There's an established point of culture that wearing a red shirt in Star Trek (the original series) is the mark of doom. I recently came across this entertaining statistical analysis of this phenomena, which does indeed bear out the assumption, showing that 73% of all crew member deaths occur to those sporting the fabled red shirt. It also does some other entertaining statistical analysis of red shirt death.
The only element I was disappointed not to find was what proportion of red shirts overall died. After all, the 73% only stands out if you assume that shirt colour distribution is equal. If the majority of crew were red shirts then it would would be expected that the majority of deaths would also be red shirts. And considering the rate they got through them, that's not an unreasonable assumption.

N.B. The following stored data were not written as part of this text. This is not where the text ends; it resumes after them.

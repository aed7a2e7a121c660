//! Common utilities and types shared across tabletd

pub mod config;
pub mod error;
pub mod host;
pub mod rest_client;
pub mod tracing_middleware;
pub mod utils;

pub use config::{Config, CoordinatorConfig, WorkerConfig};
pub use error::{Error, Result};
pub use host::{
    is_ipv4_literal, validate_host_migration, validate_host_port, HostResolver, StaticResolver,
    SystemResolver,
};
pub use rest_client::RestClient;
pub use utils::{parse_duration, timestamp_now_millis, NodeState};
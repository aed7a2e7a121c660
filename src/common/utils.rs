//! Utility functions for tabletd

use serde::{Deserialize, Serialize};
use std::time::{Duration, SystemTime, UNIX_EPOCH};

/// Parse duration string (e.g., "500ms", "30s", "5m", "1h")
pub fn parse_duration(s: &str) -> crate::Result<Duration> {
    let s = s.trim();
    if s.is_empty() {
        return Err(crate::Error::InvalidConfig("empty duration".into()));
    }

    let (num_str, unit) = if let Some(num) = s.strip_suffix("ms") {
        (num, "ms")
    } else {
        let split = s.len() - s.chars().last().map_or(0, char::len_utf8);
        (&s[..split], &s[split..])
    };

    let num: u64 = num_str
        .parse()
        .map_err(|_| crate::Error::InvalidConfig(format!("invalid duration: {}", s)))?;

    let scaled = |factor: u64| {
        num.checked_mul(factor)
            .map(Duration::from_secs)
            .ok_or_else(|| crate::Error::InvalidConfig(format!("duration out of range: {}", s)))
    };

    let duration = match unit {
        "ms" => Duration::from_millis(num),
        "s" => Duration::from_secs(num),
        "m" => scaled(60)?,
        "h" => scaled(3600)?,
        _ => {
            return Err(crate::Error::InvalidConfig(format!(
                "unknown duration unit: {}",
                unit
            )))
        }
    };

    Ok(duration)
}

/// Get current Unix timestamp (milliseconds)
pub fn timestamp_now_millis() -> u64 {
    SystemTime::now()
        .duration_since(UNIX_EPOCH)
        .map(|d| d.as_millis() as u64)
        .unwrap_or(0)
}

/// Node liveness state
#[derive(Debug, Clone, Copy, PartialEq, Eq, Serialize, Deserialize)]
#[serde(rename_all = "lowercase")]
pub enum NodeState {
    Alive,
    Dead,
    Decommissioning,
}

impl std::fmt::Display for NodeState {
    fn fmt(&self, f: &mut std::fmt::Formatter<'_>) -> std::fmt::Result {
        match self {
            NodeState::Alive => write!(f, "alive"),
            NodeState::Dead => write!(f, "dead"),
            NodeState::Decommissioning => write!(f, "decommissioning"),
        }
    }
}
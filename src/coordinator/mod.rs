//! Coordinator implementation
//!
//! The coordinator is responsible for:
//! - Cluster membership (add/drop/migrate nodes, brokers)
//! - Resolving node addresses for outbound agent tasks
//! - Dispatching per-replica tasks with bounded concurrency and retries
//! - Serving the admin HTTP API

pub mod agent_client;
pub mod catalog;
pub mod clause;
pub mod dispatcher;
pub mod http;
pub mod registry;
pub mod retry;
pub mod server;

pub use agent_client::{AgentClient, ConsistencyAgent, HttpAgentClient};
pub use catalog::{InMemoryCatalog, StorageCatalog};
pub use clause::{AlterClause, BrokerOp};
pub use dispatcher::{TaskDispatcher, TaskError};
pub use registry::{AddressBook, Node, NodeAddress, NodeId, NodeRegistry, NodeRole};
pub use server::{Coordinator, CoordinatorContext};
//! Coordinator binary

use clap::{Parser, Subcommand};
use std::net::SocketAddr;
use std::path::PathBuf;
use tabletd::common::{parse_duration, Config};
use tabletd::Coordinator;
use tracing_subscriber::{layer::SubscriberExt, util::SubscriberInitExt};

#[derive(Parser)]
#[command(name = "tabletd-coord")]
#[command(about = "tabletd coordinator: membership and replica consistency checks")]
#[command(version)]
struct Cli {
    /// Config file (defaults to $TABLETD_CONFIG or ./tabletd.toml)
    #[arg(long, global = true)]
    config: Option<PathBuf>,

    #[command(subcommand)]
    command: Commands,
}

#[derive(Subcommand)]
enum Commands {
    /// Start coordinator server
    Serve {
        /// Node ID
        #[arg(long)]
        id: Option<String>,

        /// Bind address for the admin API
        #[arg(long)]
        bind: Option<SocketAddr>,

        /// Catalog JSON file
        #[arg(long)]
        catalog: Option<PathBuf>,

        /// Per-attempt task timeout (e.g. "5s", "500ms")
        #[arg(long)]
        task_timeout: Option<String>,

        /// Retries after a retriable transport failure
        #[arg(long)]
        max_retries: Option<u32>,

        /// Cap on concurrently running agent tasks
        #[arg(long)]
        max_in_flight: Option<usize>,

        /// Background check period (e.g. "10s")
        #[arg(long)]
        check_interval: Option<String>,

        /// Only run checks on demand
        #[arg(long)]
        no_scheduler: bool,
    },
}

#[tokio::main]
async fn main() -> anyhow::Result<()> {
    let cli = Cli::parse();

    // Load config from file, then override with CLI arguments
    let mut config = match &cli.config {
        Some(path) => Config::load_from(path)?,
        None => Config::load()?,
    };

    tracing_subscriber::registry()
        .with(
            tracing_subscriber::EnvFilter::try_from_default_env()
                .unwrap_or_else(|_| config.log_level.clone().into()),
        )
        .with(tracing_subscriber::fmt::layer())
        .init();

    match cli.command {
        Commands::Serve {
            id,
            bind,
            catalog,
            task_timeout,
            max_retries,
            max_in_flight,
            check_interval,
            no_scheduler,
        } => {
            let coord = &mut config.coordinator;
            if let Some(bind) = bind {
                coord.bind_addr = bind;
            }
            if catalog.is_some() {
                coord.catalog_path = catalog;
            }
            if let Some(timeout) = task_timeout {
                coord.task_timeout_ms = parse_duration(&timeout)?.as_millis() as u64;
            }
            if let Some(retries) = max_retries {
                coord.max_retries = retries;
            }
            if let Some(max_in_flight) = max_in_flight {
                coord.max_in_flight_tasks = max_in_flight;
            }
            if let Some(interval) = check_interval {
                coord.check_interval_ms = parse_duration(&interval)?.as_millis() as u64;
            }
            if no_scheduler {
                coord.scheduler_enabled = false;
            }
            config.validate()?;

            let node_id = id.unwrap_or(config.node_id);
            Coordinator::new(config.coordinator, node_id).serve().await?;
        }
    }

    Ok(())
}
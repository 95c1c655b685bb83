//! Dataset aggregation.
//!
//! This module joins the loaded training tables, computes the overall and
//! per-category statistics, and shapes them into the report written by
//! [`crate::output`].

pub mod aggregate;
pub mod analyzer;
pub mod types;
pub mod utility;
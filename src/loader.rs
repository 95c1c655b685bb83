//! CSV loaders for the three training tables.
//!
//! Every loader keys its rows by `vehicle_id`. Missing columns surface as
//! CSV deserialization errors. Beyond that, only the repair flag is checked.

use anyhow::{Context, Result};
use indexmap::IndexMap;
use std::collections::{BTreeMap, HashMap};
use std::fs::File;
use std::io::Read;
use std::path::Path;
use tracing::debug;

use crate::analyzers::types::{ReadoutRow, TteRow};
use crate::error::SummaryError;

/// Specification fields (every column except `vehicle_id`) per vehicle.
pub type SpecTable = HashMap<String, BTreeMap<String, String>>;

/// Event labels keyed by vehicle, iterated in order of first appearance.
///
/// A vehicle listed twice keeps its last row but its original position.
#[derive(Debug, Default)]
pub struct TteTable {
    rows: IndexMap<String, TteRow>,
}

impl TteTable {
    pub fn insert(&mut self, row: TteRow) {
        self.rows.insert(row.vehicle_id.clone(), row);
    }

    pub fn get(&self, vehicle_id: &str) -> Option<&TteRow> {
        self.rows.get(vehicle_id)
    }

    pub fn iter(&self) -> impl Iterator<Item = &TteRow> {
        self.rows.values()
    }

    pub fn len(&self) -> usize {
        self.rows.len()
    }

    pub fn is_empty(&self) -> bool {
        self.rows.is_empty()
    }
}

impl FromIterator<TteRow> for TteTable {
    fn from_iter<I: IntoIterator<Item = TteRow>>(iter: I) -> Self {
        let mut table = TteTable::default();
        for row in iter {
            table.insert(row);
        }
        table
    }
}

fn open_table(path: &Path) -> Result<File> {
    if !path.exists() {
        return Err(SummaryError::MissingTable(path.to_path_buf()).into());
    }
    File::open(path).with_context(|| format!("failed to open {}", path.display()))
}

/// Loads `train_tte.csv`.
pub fn read_train_tte(path: &Path) -> Result<TteTable> {
    let file = open_table(path)?;
    read_train_tte_from_reader(file)
        .with_context(|| format!("failed to parse {}", path.display()))
}

pub fn read_train_tte_from_reader<R: Read>(reader: R) -> Result<TteTable> {
    let mut rdr = csv::Reader::from_reader(reader);
    let mut table = TteTable::default();
    let mut rows = 0usize;

    for result in rdr.deserialize() {
        let record: TteRow = result?;
        if !record.in_study_repair.is_finite() {
            return Err(SummaryError::InvalidRepairFlag {
                vehicle_id: record.vehicle_id,
                value: record.in_study_repair,
            }
            .into());
        }
        table.insert(record);
        rows += 1;
    }

    debug!(rows, vehicles = table.len(), "Loaded event labels");
    Ok(table)
}

/// Loads `train_specifications.csv`.
pub fn read_specifications(path: &Path) -> Result<SpecTable> {
    let file = open_table(path)?;
    read_specifications_from_reader(file)
        .with_context(|| format!("failed to parse {}", path.display()))
}

pub fn read_specifications_from_reader<R: Read>(reader: R) -> Result<SpecTable> {
    let mut rdr = csv::Reader::from_reader(reader);
    let mut specs = SpecTable::new();

    for result in rdr.deserialize() {
        let mut record: BTreeMap<String, String> = result?;
        let vehicle_id = record
            .remove("vehicle_id")
            .context("missing field `vehicle_id`")?;
        specs.insert(vehicle_id, record);
    }

    debug!(vehicles = specs.len(), "Loaded specifications");
    Ok(specs)
}

/// Loads `train_operational_readouts.csv`, keeping the largest `time_step`
/// seen for each vehicle.
pub fn read_max_time_steps(path: &Path) -> Result<HashMap<String, f64>> {
    let file = open_table(path)?;
    read_max_time_steps_from_reader(file)
        .with_context(|| format!("failed to parse {}", path.display()))
}

pub fn read_max_time_steps_from_reader<R: Read>(reader: R) -> Result<HashMap<String, f64>> {
    let mut rdr = csv::Reader::from_reader(reader);
    let mut maxima: HashMap<String, f64> = HashMap::new();
    let mut rows = 0usize;

    for result in rdr.deserialize() {
        let record: ReadoutRow = result?;
        rows += 1;
        maxima
            .entry(record.vehicle_id)
            .and_modify(|current| {
                if record.time_step > *current {
                    *current = record.time_step;
                }
            })
            .or_insert(record.time_step);
    }

    debug!(rows, vehicles = maxima.len(), "Loaded readout maxima");
    Ok(maxima)
}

And yes, I guess I could go watch every episode of the show and count them myself, but I don't honestly care that much.
EDIT: Further thoughts
Actually I realise it's impossible to work out what percentage of the crew were red shirts (unless it's listed somewhere in a book or something). The analytical study assumes a stable figure of 430 crew, but this fails to take into account all the replacements transferred in for those killed in action. Also, since we never get to see the entire crew, we can't tell how many of them are red shirts, but assuming that the division of shirt colour is roughly equal among the crew, there would be more red shirts in total because whenever someone dies they are replaced by someone with the same shirt colour and red shirts die the most.
So it remains that in simple numbers red shirts die far more often than other crew members, How statistically significant this is may be impossible to tell, but while it's less significant than simple numbers suggest, you're still better off in blue.
1 comment:
Just started reading John Scalzi's Redshirts. Hilarious. Pokes at every Trek trope.